The rule amends regulation implementing the Credit Card Accountability Responsibility and Disclosure Act (CARD) Act of 2009, which requires late fees to be “reasonable and proportional” to the costs of handling late fees. Prior to this, credit card companies were exploiting a loophole allowing them to charge as much as $30 and $41 for first late payments and subsequent late payments, respectively. The CFPB estimates that, among the largest issuers, income generated by late fees is about five times greater than the collection costs incurred. 

“Currently, credit card fees are among an array of penalties imposed on those who can least afford to pay them. We applaud the CFPB for taking this vital step to stop credit card companies from profiting off the financial distress of their customers,” said Brent Adams, Senior Vice President of Policy and Advocacy at Woodstock Institute. 

Research shows credit card late fees disproportionately burden lower-income people and people of color. In 2019, consumers in the country’s poorest areas were found to have paid on average twice as much in late fees as those in the most wealthy areas.

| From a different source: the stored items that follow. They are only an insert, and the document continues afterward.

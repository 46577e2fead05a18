//! Graph validation logic.

use std::collections::HashSet;

use gp_core::{CoreError, Real, ensure_cost};

use crate::error::{EndpointSide, GraphError, GraphResult};
use crate::graph::{Edge, Node};

/// Validate a full node/edge set: nodes first, then each edge in order.
pub(crate) fn validate_structure(
    graph_id: &str,
    nodes: &[Node],
    edges: &[Edge],
) -> GraphResult<()> {
    ensure_has_nodes(graph_id, nodes)?;
    let ids = node_ids(nodes)?;
    for edge in edges {
        resolve_endpoints(&edge.id, &edge.from, &edge.to, &ids)?;
        check_cost(&edge.id, edge.cost)?;
    }
    Ok(())
}

pub(crate) fn ensure_has_nodes(graph_id: &str, nodes: &[Node]) -> GraphResult<()> {
    if nodes.is_empty() {
        return Err(GraphError::NoNodes {
            graph: graph_id.to_string(),
        });
    }
    Ok(())
}

/// Collect node ids, failing on the first duplicate.
pub(crate) fn node_ids(nodes: &[Node]) -> GraphResult<HashSet<&str>> {
    let mut ids = HashSet::with_capacity(nodes.len());
    for node in nodes {
        if !ids.insert(node.id.as_str()) {
            return Err(GraphError::DuplicateNode {
                id: node.id.clone(),
            });
        }
    }
    Ok(ids)
}

/// Both endpoints must be defined nodes; `from` is reported first.
pub(crate) fn resolve_endpoints(
    edge_id: &str,
    from: &str,
    to: &str,
    ids: &HashSet<&str>,
) -> GraphResult<()> {
    for (side, node) in [(EndpointSide::From, from), (EndpointSide::To, to)] {
        if !ids.contains(node) {
            return Err(GraphError::UnresolvedEndpoint {
                edge: edge_id.to_string(),
                side,
                node: node.to_string(),
            });
        }
    }
    Ok(())
}

pub(crate) fn check_cost(edge_id: &str, cost: Real) -> GraphResult<Real> {
    ensure_cost(cost, "edge cost").map_err(|e| cost_error(edge_id, e))
}

pub(crate) fn cost_error(edge_id: &str, err: CoreError) -> GraphError {
    GraphError::InvalidCost {
        edge: edge_id.to_string(),
        reason: err.to_string(),
    }
}
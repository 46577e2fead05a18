//! gp-core: shared foundation for graphpath.
//!
//! Contains:
//! - numeric (Real + cost helpers)
//! - error (shared error types)

pub mod error;
pub mod numeric;

// Re-exports: nice ergonomics for downstream crates
pub use error::{CoreError, CoreResult};
pub use numeric::*;
//! Incremental graph builder.

use gp_core::Real;

use crate::error::GraphResult;
use crate::graph::{Edge, Graph, Node};
use crate::validate;

/// Builder for constructing a graph in code.
///
/// Use `add_node` and `add_edge` to build up the graph, then call `build()`
/// to validate and freeze it into an immutable `Graph`. Edges may name
/// nodes added later; references are only resolved by `build()`.
#[derive(Debug, Default)]
pub struct GraphBuilder {
    id: String,
    name: String,
    nodes: Vec<Node>,
    edges: Vec<Edge>,
}

impl GraphBuilder {
    /// Create a new empty builder for graph `id`.
    pub fn new(id: impl Into<String>, name: impl Into<String>) -> Self {
        Self {
            id: id.into(),
            name: name.into(),
            ..Self::default()
        }
    }

    pub fn add_node(&mut self, id: impl Into<String>, name: impl Into<String>) -> &mut Self {
        self.nodes.push(Node {
            id: id.into(),
            name: name.into(),
        });
        self
    }

    pub fn add_edge(
        &mut self,
        id: impl Into<String>,
        from: impl Into<String>,
        to: impl Into<String>,
        cost: Real,
    ) -> &mut Self {
        self.edges.push(Edge {
            id: id.into(),
            from: from.into(),
            to: to.into(),
            cost,
        });
        self
    }

    /// Build and validate the graph, returning an immutable `Graph`.
    pub fn build(self) -> GraphResult<Graph> {
        validate::validate_structure(&self.id, &self.nodes, &self.edges)?;

        tracing::debug!(
            graph = %self.id,
            nodes = self.nodes.len(),
            edges = self.edges.len(),
            "graph built"
        );

        Ok(Graph {
            id: self.id,
            name: self.name,
            nodes: self.nodes,
            edges: self.edges,
        })
    }
}

#[cfg(test)]
mod tests {
    use super::*;
    use crate::error::GraphError;

    #[test]
    fn builder_basic() {
        let mut builder = GraphBuilder::new("g0", "Graph");
        builder.add_node("a", "A").add_node("b", "B");
        builder.add_edge("e1", "a", "b", 1.5);

        assert_eq!(builder.nodes.len(), 2);
        assert_eq!(builder.edges.len(), 1);
    }

    #[test]
    fn builder_build_simple() {
        let mut builder = GraphBuilder::new("g0", "Graph");
        builder.add_node("a", "A").add_node("e", "E");
        builder.add_edge("e1", "a", "e", 42.789);
        builder.add_edge("e2", "a", "a", 0.0);

        let graph = builder.build().unwrap();
        assert_eq!(graph.id(), "g0");
        assert_eq!(graph.name(), "Graph");
        assert_eq!(graph.nodes().len(), 2);
        assert_eq!(graph.edges().len(), 2);
        assert_eq!(graph.edges()[0].cost, 42.789);
    }

    #[test]
    fn builder_forward_reference_resolves() {
        let mut builder = GraphBuilder::new("g0", "Graph");
        builder.add_edge("e1", "a", "b", 1.0);
        builder.add_node("a", "A").add_node("b", "B");
        assert!(builder.build().is_ok());
    }

    #[test]
    fn builder_rejects_empty() {
        let err = GraphBuilder::new("g0", "Graph").build().unwrap_err();
        assert!(matches!(err, GraphError::NoNodes { .. }));
    }
}
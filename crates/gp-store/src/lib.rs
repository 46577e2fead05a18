//! gp-store: graph persistence keyed by graph id.

pub mod key;
pub mod memory;
pub mod store;
pub mod types;

pub use key::graph_key;
pub use memory::MemoryStore;
pub use store::JsonStore;
pub use types::*;

use gp_graph::{EdgeRecord, Graph, Node};

pub type StoreResult<T> = Result<T, StoreError>;

#[derive(thiserror::Error, Debug)]
pub enum StoreError {
    #[error("I/O error: {0}")]
    Io(#[from] std::io::Error),

    #[error("JSON error: {0}")]
    Json(#[from] serde_json::Error),

    #[error("Graph already stored: {graph_id}")]
    DuplicateGraph { graph_id: String },

    #[error("Graph not found: {graph_id}")]
    GraphNotFound { graph_id: String },
}

/// Persistence boundary for graphs.
///
/// Reads are keyed by graph id. Unknown ids read as empty, so a query
/// against a graph that was never stored finds no paths.
pub trait GraphStore {
    /// Persist a validated graph. Fails if its id is already stored.
    fn insert_graph(&mut self, graph: &Graph) -> StoreResult<()>;

    fn contains_graph(&self, graph_id: &str) -> StoreResult<bool>;

    /// All edges of `graph_id`, in the graph's edge order.
    fn edges_for(&self, graph_id: &str) -> StoreResult<Vec<EdgeRecord>>;

    /// All nodes of `graph_id`, in the graph's node order.
    fn nodes_for(&self, graph_id: &str) -> StoreResult<Vec<Node>>;

    /// Manifests of every stored graph, sorted by graph id.
    fn list_graphs(&self) -> StoreResult<Vec<GraphManifest>>;
}
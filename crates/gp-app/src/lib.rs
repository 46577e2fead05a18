//! Shared application service layer for graphpath.
//!
//! Reads graph documents and query batches at the process boundary, and
//! wires them to the graph model, the store, and the query executor.

pub mod error;
pub mod graph_service;
pub mod query_service;

// Re-export key types for convenience
pub use error::{AppError, AppResult};
pub use graph_service::{
    DocumentFormat, add_document, add_graph, list_graphs, load_document, parse_document,
    validate_document,
};
pub use query_service::{load_batch, parse_batch, read_batch, run_batch, write_answers};
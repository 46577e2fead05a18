//! Query batch parsing, execution, and answer output.

use std::io::{Read, Write};
use std::path::Path;

use gp_query::{AnswerBatch, ExecutorOptions, QueryBatch, QueryExecutor, RawQueryBatch};
use gp_store::GraphStore;

use crate::error::{AppError, AppResult};

/// Parse and validate a JSON query batch.
pub fn parse_batch(content: &str) -> AppResult<QueryBatch> {
    let raw: RawQueryBatch =
        serde_json::from_str(content).map_err(|e| AppError::Batch(e.to_string()))?;
    Ok(QueryBatch::try_from(raw)?)
}

/// Read a JSON query batch from `reader` (typically stdin).
pub fn read_batch(mut reader: impl Read) -> AppResult<QueryBatch> {
    let mut content = String::new();
    reader.read_to_string(&mut content)?;
    parse_batch(&content)
}

/// Load a JSON query batch from a file.
pub fn load_batch(path: &Path) -> AppResult<QueryBatch> {
    let content = std::fs::read_to_string(path).map_err(|e| AppError::BatchRead {
        path: path.to_path_buf(),
        source: e,
    })?;
    parse_batch(&content)
}

/// Execute a validated batch against `store`.
pub fn run_batch<S>(
    store: &S,
    batch: &QueryBatch,
    options: ExecutorOptions,
) -> AppResult<AnswerBatch>
where
    S: GraphStore + Sync + ?Sized,
{
    let answers = QueryExecutor::new(store).with_options(options).execute(batch)?;
    Ok(AnswerBatch { answers })
}

/// Write `{"answers": [...]}` as one JSON line.
pub fn write_answers(mut writer: impl Write, answers: &AnswerBatch) -> AppResult<()> {
    serde_json::to_writer(&mut writer, answers).map_err(std::io::Error::from)?;
    writeln!(writer)?;
    Ok(())
}
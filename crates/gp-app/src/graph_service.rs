//! Graph document loading, validation, and ingestion.

use std::path::Path;

use gp_graph::{Graph, GraphDocument};
use gp_store::{GraphManifest, GraphStore};

use crate::error::{AppError, AppResult};

/// Serialization format of a graph document.
#[derive(Debug, Clone, Copy, PartialEq, Eq)]
pub enum DocumentFormat {
    Json,
    Yaml,
}

impl DocumentFormat {
    /// `.yaml` / `.yml` are YAML; everything else is JSON.
    pub fn from_path(path: &Path) -> Self {
        match path.extension().and_then(|e| e.to_str()) {
            Some(ext) if ext.eq_ignore_ascii_case("yaml") || ext.eq_ignore_ascii_case("yml") => {
                DocumentFormat::Yaml
            }
            _ => DocumentFormat::Json,
        }
    }
}

/// Shape-check a document. Graph semantics are not checked here.
pub fn parse_document(content: &str, format: DocumentFormat) -> AppResult<GraphDocument> {
    match format {
        DocumentFormat::Json => serde_json::from_str(content)
            .map_err(|e| AppError::Document(format!("Failed to parse graph JSON: {}", e))),
        DocumentFormat::Yaml => serde_yaml::from_str(content)
            .map_err(|e| AppError::Document(format!("Failed to parse graph YAML: {}", e))),
    }
}

/// Load a graph document from a file.
pub fn load_document(path: &Path) -> AppResult<GraphDocument> {
    let content = std::fs::read_to_string(path).map_err(|e| AppError::DocumentRead {
        path: path.to_path_buf(),
        source: e,
    })?;

    parse_document(&content, DocumentFormat::from_path(path))
}

/// Load and fully validate a graph document without storing it.
pub fn validate_document(path: &Path) -> AppResult<Graph> {
    let document = load_document(path)?;
    Ok(document.build()?)
}

/// Validate a parsed document and insert the graph into `store`.
pub fn add_document<S>(store: &mut S, document: &GraphDocument) -> AppResult<Graph>
where
    S: GraphStore + ?Sized,
{
    let graph = document.build()?;
    store.insert_graph(&graph)?;

    tracing::info!(
        graph = %graph.id(),
        nodes = graph.nodes().len(),
        edges = graph.edges().len(),
        "graph added"
    );
    Ok(graph)
}

/// Load, validate, and store the graph document at `path`.
pub fn add_graph<S>(store: &mut S, path: &Path) -> AppResult<Graph>
where
    S: GraphStore + ?Sized,
{
    let document = load_document(path)?;
    add_document(store, &document)
}

/// List all stored graphs.
pub fn list_graphs<S>(store: &S) -> AppResult<Vec<GraphManifest>>
where
    S: GraphStore + ?Sized,
{
    Ok(store.list_graphs()?)
}
//! Content-based storage keys for graph ids.

use sha2::{Digest, Sha256};

/// Directory-safe key for a graph id.
///
/// Graph ids are arbitrary strings, so they are hashed rather than used as
/// path components directly.
pub fn graph_key(graph_id: &str) -> String {
    let mut hasher = Sha256::new();
    hasher.update(graph_id.as_bytes());
    format!("{:x}", hasher.finalize())
}
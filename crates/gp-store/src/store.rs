//! Directory-backed graph store.
//!
//! Layout under the root directory, one directory per graph:
//!
//! ```text
//! <root>/<graph_key>/manifest.json
//! <root>/<graph_key>/nodes.jsonl
//! <root>/<graph_key>/edges.jsonl
//! ```

use std::fs;
use std::path::{Path, PathBuf};

use gp_graph::{EdgeRecord, Graph, Node};
use serde::Serialize;
use serde::de::DeserializeOwned;

use crate::key::graph_key;
use crate::types::GraphManifest;
use crate::{GraphStore, StoreError, StoreResult};

#[derive(Debug, Clone)]
pub struct JsonStore {
    root_dir: PathBuf,
}

impl JsonStore {
    /// Open a store for writing, creating `root_dir` if needed.
    pub fn new(root_dir: PathBuf) -> StoreResult<Self> {
        if !root_dir.exists() {
            fs::create_dir_all(&root_dir)?;
        }
        Ok(Self { root_dir })
    }

    /// Open a store without touching the filesystem.
    ///
    /// A missing `root_dir` reads as an empty store; the first insert creates it.
    pub fn open(root_dir: PathBuf) -> Self {
        Self { root_dir }
    }

    pub fn root_dir(&self) -> &Path {
        &self.root_dir
    }

    fn graph_dir(&self, graph_id: &str) -> PathBuf {
        self.root_dir.join(graph_key(graph_id))
    }

    pub fn load_manifest(&self, graph_id: &str) -> StoreResult<GraphManifest> {
        let manifest_path = self.graph_dir(graph_id).join("manifest.json");

        if !manifest_path.exists() {
            return Err(StoreError::GraphNotFound {
                graph_id: graph_id.to_string(),
            });
        }

        let content = fs::read_to_string(manifest_path)?;
        let manifest = serde_json::from_str(&content)?;
        Ok(manifest)
    }

    /// Remove a stored graph. Missing graphs are ignored.
    pub fn delete_graph(&self, graph_id: &str) -> StoreResult<()> {
        let graph_dir = self.graph_dir(graph_id);
        if graph_dir.exists() {
            fs::remove_dir_all(graph_dir)?;
        }
        Ok(())
    }

    fn load_records<T: DeserializeOwned>(&self, graph_id: &str, file: &str) -> StoreResult<Vec<T>> {
        let path = self.graph_dir(graph_id).join(file);

        if !path.exists() {
            return Ok(Vec::new());
        }

        let content = fs::read_to_string(path)?;
        let mut records = Vec::new();
        for line in content.lines() {
            if !line.trim().is_empty() {
                records.push(serde_json::from_str(line)?);
            }
        }
        Ok(records)
    }
}

fn write_records<T: Serialize>(path: &Path, records: &[T]) -> StoreResult<()> {
    let mut content = String::new();
    for record in records {
        content.push_str(&serde_json::to_string(record)?);
        content.push('\n');
    }
    fs::write(path, content)?;
    Ok(())
}

impl GraphStore for JsonStore {
    fn insert_graph(&mut self, graph: &Graph) -> StoreResult<()> {
        if self.contains_graph(graph.id())? {
            return Err(StoreError::DuplicateGraph {
                graph_id: graph.id().to_string(),
            });
        }

        let graph_dir = self.graph_dir(graph.id());
        fs::create_dir_all(&graph_dir)?;

        write_records(&graph_dir.join("nodes.jsonl"), graph.nodes())?;
        write_records(&graph_dir.join("edges.jsonl"), &graph.edge_records())?;

        // Manifest last: a graph without one is not considered stored.
        let manifest = GraphManifest::for_graph(graph);
        let manifest_json = serde_json::to_string_pretty(&manifest)?;
        fs::write(graph_dir.join("manifest.json"), manifest_json)?;

        tracing::debug!(graph = %graph.id(), dir = %graph_dir.display(), "graph stored");
        Ok(())
    }

    fn contains_graph(&self, graph_id: &str) -> StoreResult<bool> {
        Ok(self.graph_dir(graph_id).join("manifest.json").exists())
    }

    fn edges_for(&self, graph_id: &str) -> StoreResult<Vec<EdgeRecord>> {
        if !self.contains_graph(graph_id)? {
            return Ok(Vec::new());
        }
        self.load_records(graph_id, "edges.jsonl")
    }

    fn nodes_for(&self, graph_id: &str) -> StoreResult<Vec<Node>> {
        if !self.contains_graph(graph_id)? {
            return Ok(Vec::new());
        }
        self.load_records(graph_id, "nodes.jsonl")
    }

    fn list_graphs(&self) -> StoreResult<Vec<GraphManifest>> {
        let mut graphs = Vec::new();

        if !self.root_dir.exists() {
            return Ok(graphs);
        }

        for entry in fs::read_dir(&self.root_dir)? {
            let entry = entry?;
            let manifest_path = entry.path().join("manifest.json");
            if manifest_path.exists() {
                let content = fs::read_to_string(manifest_path)?;
                let manifest: GraphManifest = serde_json::from_str(&content)?;
                graphs.push(manifest);
            }
        }

        graphs.sort_by(|a, b| a.graph_id.cmp(&b.graph_id));
        Ok(graphs)
    }
}
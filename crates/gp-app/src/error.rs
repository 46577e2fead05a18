//! Error types for the gp-app service layer.

use std::path::PathBuf;

/// Application error type that wraps errors from the backend crates.
#[derive(Debug, thiserror::Error)]
pub enum AppError {
    #[error("Failed to read graph document: {path}")]
    DocumentRead {
        path: PathBuf,
        source: std::io::Error,
    },

    #[error("Malformed graph document: {0}")]
    Document(String),

    #[error(transparent)]
    InvalidGraph(#[from] gp_graph::GraphError),

    #[error("Failed to read query batch: {path}")]
    BatchRead {
        path: PathBuf,
        source: std::io::Error,
    },

    #[error("Malformed query batch: {0}")]
    Batch(String),

    #[error(transparent)]
    Query(#[from] gp_query::QueryError),

    #[error("Store error: {0}")]
    Store(#[from] gp_store::StoreError),

    #[error("I/O error: {0}")]
    Io(#[from] std::io::Error),
}

/// Result type for gp-app operations.
pub type AppResult<T> = Result<T, AppError>;
//! Graph-specific error types.

use std::fmt;

pub type GraphResult<T> = Result<T, GraphError>;

/// Which end of an edge failed to resolve.
#[derive(Debug, Clone, Copy, PartialEq, Eq, Hash)]
pub enum EndpointSide {
    From,
    To,
}

impl fmt::Display for EndpointSide {
    fn fmt(&self, f: &mut fmt::Formatter<'_>) -> fmt::Result {
        match self {
            EndpointSide::From => f.write_str("from"),
            EndpointSide::To => f.write_str("to"),
        }
    }
}

/// Reasons a graph document or builder is rejected as an invalid graph.
///
/// Every variant carries the offending ids so the failure can be diagnosed
/// without re-reading the input.
#[derive(thiserror::Error, Debug, Clone, PartialEq)]
pub enum GraphError {
    /// No nodes were defined (or the node section is missing).
    #[error("invalid graph {graph}: at least one node must be defined")]
    NoNodes { graph: String },

    /// The edge section appears before the node section.
    #[error("invalid graph {graph}: nodes must be defined before edges")]
    EdgesBeforeNodes { graph: String },

    /// The edge section is absent.
    #[error("invalid graph {graph}: edges section is missing")]
    MissingEdges { graph: String },

    #[error("invalid graph: node id {id} was already defined")]
    DuplicateNode { id: String },

    /// An edge endpoint names a node that was never defined.
    #[error("invalid graph: {side} {node} in edge {edge} is not defined in nodes")]
    UnresolvedEndpoint {
        edge: String,
        side: EndpointSide,
        node: String,
    },

    #[error("invalid graph: cost of edge {edge} is invalid ({reason})")]
    InvalidCost { edge: String, reason: String },
}

impl GraphError {
    /// Id of the node or edge the error is about, if any.
    pub fn offending_id(&self) -> Option<&str> {
        match self {
            GraphError::DuplicateNode { id } => Some(id),
            GraphError::UnresolvedEndpoint { edge, .. } | GraphError::InvalidCost { edge, .. } => {
                Some(edge)
            }
            GraphError::NoNodes { .. }
            | GraphError::EdgesBeforeNodes { .. }
            | GraphError::MissingEdges { .. } => None,
        }
    }
}

#[cfg(test)]
mod tests {
    use super::*;

    #[test]
    fn endpoint_message_names_side() {
        let err = GraphError::UnresolvedEndpoint {
            edge: "e1".into(),
            side: EndpointSide::To,
            node: "zz".into(),
        };
        assert_eq!(
            err.to_string(),
            "invalid graph: to zz in edge e1 is not defined in nodes"
        );
        assert_eq!(err.offending_id(), Some("e1"));
    }

    #[test]
    fn duplicate_message_names_id() {
        let err = GraphError::DuplicateNode { id: "a".into() };
        assert!(err.to_string().contains("node id a was already defined"));
    }
}
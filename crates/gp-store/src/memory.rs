//! In-memory graph store.

use std::collections::BTreeMap;

use gp_graph::{EdgeRecord, Graph, Node};

use crate::types::GraphManifest;
use crate::{GraphStore, StoreError, StoreResult};

#[derive(Debug, Clone)]
struct StoredGraph {
    manifest: GraphManifest,
    graph: Graph,
}

/// Graph store held in memory, for tests and one-shot runs.
#[derive(Debug, Clone, Default)]
pub struct MemoryStore {
    graphs: BTreeMap<String, StoredGraph>,
}

impl MemoryStore {
    pub fn new() -> Self {
        Self::default()
    }

    pub fn len(&self) -> usize {
        self.graphs.len()
    }

    pub fn is_empty(&self) -> bool {
        self.graphs.is_empty()
    }

    /// The stored graph itself, if present.
    pub fn graph(&self, graph_id: &str) -> Option<&Graph> {
        self.graphs.get(graph_id).map(|s| &s.graph)
    }
}

impl GraphStore for MemoryStore {
    fn insert_graph(&mut self, graph: &Graph) -> StoreResult<()> {
        if self.graphs.contains_key(graph.id()) {
            return Err(StoreError::DuplicateGraph {
                graph_id: graph.id().to_string(),
            });
        }
        self.graphs.insert(
            graph.id().to_string(),
            StoredGraph {
                manifest: GraphManifest::for_graph(graph),
                graph: graph.clone(),
            },
        );
        Ok(())
    }

    fn contains_graph(&self, graph_id: &str) -> StoreResult<bool> {
        Ok(self.graphs.contains_key(graph_id))
    }

    fn edges_for(&self, graph_id: &str) -> StoreResult<Vec<EdgeRecord>> {
        Ok(self
            .graph(graph_id)
            .map(Graph::edge_records)
            .unwrap_or_default())
    }

    fn nodes_for(&self, graph_id: &str) -> StoreResult<Vec<Node>> {
        Ok(self
            .graph(graph_id)
            .map(|g| g.nodes().to_vec())
            .unwrap_or_default())
    }

    fn list_graphs(&self) -> StoreResult<Vec<GraphManifest>> {
        Ok(self.graphs.values().map(|s| s.manifest.clone()).collect())
    }
}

A report from the Government Accountability Office observed that consumers in majority Black and Latino zip codes are charged higher interest rates with lower credit limits compared to consumers with similar financial characteristics in majority white zip codes.

The new rule is the latest in a series of efforts by the CFPB to lower costs for everyday Americans by reigning in excessive “junk” fees. Other recent actions have included the Bureau proposing a new rule to curb overdraft fees and guidance for halting illegal customer service fees from banks.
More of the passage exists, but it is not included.